(Saved entries)

=== Section Start ===

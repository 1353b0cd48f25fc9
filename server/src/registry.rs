//! Registry of live client connections.
//!
//! The [`ConnectionRegistry`] is the only shared mutable state of the
//! broadcast core. It maps each [`ConnectionId`] to the [`ConnectionHandle`]
//! used to push frames to that connection.
//!
//! # Ownership
//!
//! A handle holds the only long-lived sender of its connection's outbound
//! queue. Once a handle leaves the registry (and any in-flight snapshot that
//! copied it is dropped), the queue closes and the connection task shuts down.
//!
//! # Thread Safety
//!
//! Membership is guarded by a [`tokio::sync::RwLock`]. Readers never see the
//! live map: [`ConnectionRegistry::snapshot`] copies the handles out under the
//! read lock so sends happen after the lock is released.
//!
//! # Example
//!
//! ```rust
//! use eventcast_server::registry::{ConnectionHandle, ConnectionRegistry};
//!
//! # #[tokio::main]
//! # async fn main() {
//! let registry = ConnectionRegistry::new();
//! let (handle, _outbound) = ConnectionHandle::channel(16);
//! let id = handle.id();
//!
//! registry.register(handle).await;
//! assert_eq!(registry.len().await, 1);
//!
//! // Unregistering twice is a no-op the second time.
//! assert!(registry.unregister(&id).await);
//! assert!(!registry.unregister(&id).await);
//! # }
//! ```

use std::collections::HashMap;
use std::fmt;
use std::sync::Arc;
use std::time::Duration;

use tokio::sync::mpsc::{self, error::SendTimeoutError};
use tokio::sync::RwLock;
use tracing::{debug, warn};
use uuid::Uuid;

use crate::error::DeliveryError;

/// A serialized wire frame, shared by every recipient of one publish.
pub type Frame = Arc<str>;

/// Unique, server-assigned identity of a connection.
#[derive(Debug, Clone, Copy, PartialEq, Eq, Hash)]
pub struct ConnectionId(Uuid);

impl ConnectionId {
    /// Generates a fresh random identity.
    #[must_use]
    pub fn new() -> Self {
        Self(Uuid::new_v4())
    }
}

impl Default for ConnectionId {
    fn default() -> Self {
        Self::new()
    }
}

impl fmt::Display for ConnectionId {
    fn fmt(&self, f: &mut fmt::Formatter<'_>) -> fmt::Result {
        self.0.fmt(f)
    }
}

/// Send capability for one live connection.
///
/// Frames pushed through a handle are queued in a bounded channel that the
/// connection's own task drains into its socket, so frames reach one client
/// in the order they were delivered.
#[derive(Debug, Clone)]
pub struct ConnectionHandle {
    id: ConnectionId,
    outbound: mpsc::Sender<Frame>,
}

impl ConnectionHandle {
    /// Creates a handle with a fresh identity and returns it together with the
    /// receiving end of its outbound queue.
    ///
    /// # Panics
    ///
    /// Panics if `capacity` is 0.
    #[must_use]
    pub fn channel(capacity: usize) -> (Self, mpsc::Receiver<Frame>) {
        let (outbound, rx) = mpsc::channel(capacity);
        let handle = Self {
            id: ConnectionId::new(),
            outbound,
        };
        (handle, rx)
    }

    /// Returns the identity of this connection.
    #[must_use]
    pub fn id(&self) -> ConnectionId {
        self.id
    }

    /// Returns `true` once the connection task has stopped draining the queue.
    #[must_use]
    pub fn is_closed(&self) -> bool {
        self.outbound.is_closed()
    }

    /// Queues `frame` for this connection, waiting at most `timeout` for room.
    ///
    /// # Errors
    ///
    /// - [`DeliveryError::Closed`] if the connection task has exited
    /// - [`DeliveryError::TimedOut`] if the queue stayed full for `timeout`
    pub async fn deliver(&self, frame: Frame, timeout: Duration) -> Result<(), DeliveryError> {
        self.outbound
            .send_timeout(frame, timeout)
            .await
            .map_err(|err| match err {
                SendTimeoutError::Timeout(_) => DeliveryError::TimedOut(timeout),
                SendTimeoutError::Closed(_) => DeliveryError::Closed,
            })
    }
}

/// Task-safe set of connections currently eligible to receive broadcasts.
///
/// Cloning is cheap; all clones share the same membership.
#[derive(Debug, Clone, Default)]
pub struct ConnectionRegistry {
    connections: Arc<RwLock<HashMap<ConnectionId, ConnectionHandle>>>,
}

impl ConnectionRegistry {
    /// Creates an empty registry.
    #[must_use]
    pub fn new() -> Self {
        Self::default()
    }

    /// Adds a connection.
    ///
    /// Identities are unique per handle, so a connection appears at most once.
    pub async fn register(&self, handle: ConnectionHandle) {
        let id = handle.id();
        let total = {
            let mut connections = self.connections.write().await;
            if connections.insert(id, handle).is_some() {
                warn!(connection_id = %id, "Connection registered twice, replaced previous entry");
            }
            connections.len()
        };
        debug!(connection_id = %id, total, "Connection registered");
    }

    /// Removes a connection if present.
    ///
    /// Returns `true` if this call removed the entry. Removing an absent
    /// connection is a no-op.
    pub async fn unregister(&self, id: &ConnectionId) -> bool {
        let (removed, total) = {
            let mut connections = self.connections.write().await;
            let removed = connections.remove(id).is_some();
            (removed, connections.len())
        };
        if removed {
            debug!(connection_id = %id, total, "Connection unregistered");
        }
        removed
    }

    /// Returns a point-in-time copy of all registered connections.
    pub async fn snapshot(&self) -> Vec<ConnectionHandle> {
        self.connections.read().await.values().cloned().collect()
    }

    /// Returns `true` if the connection is registered.
    pub async fn contains(&self, id: &ConnectionId) -> bool {
        self.connections.read().await.contains_key(id)
    }

    /// Returns the number of registered connections.
    pub async fn len(&self) -> usize {
        self.connections.read().await.len()
    }

    /// Returns `true` if no connections are registered.
    pub async fn is_empty(&self) -> bool {
        self.connections.read().await.is_empty()
    }
}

=== Section End ===

TASK: Give back exactly the lines above, from the line containing "at most once." through the line containing "is a no-op.", with both end lines and nothing more.

RESPONSE AREA:
    /// Identities are unique per handle, so a connection appears at most once.
    pub async fn register(&self, handle: ConnectionHandle) {
        let id = handle.id();
        let total = {
            let mut connections = self.connections.write().await;
            if connections.insert(id, handle).is_some() {
                warn!(connection_id = %id, "Connection registered twice, replaced previous entry");
            }
            connections.len()
        };
        debug!(connection_id = %id, total, "Connection registered");
    }

    /// Removes a connection if present.
    ///
    /// Returns `true` if this call removed the entry. Removing an absent
    /// connection is a no-op.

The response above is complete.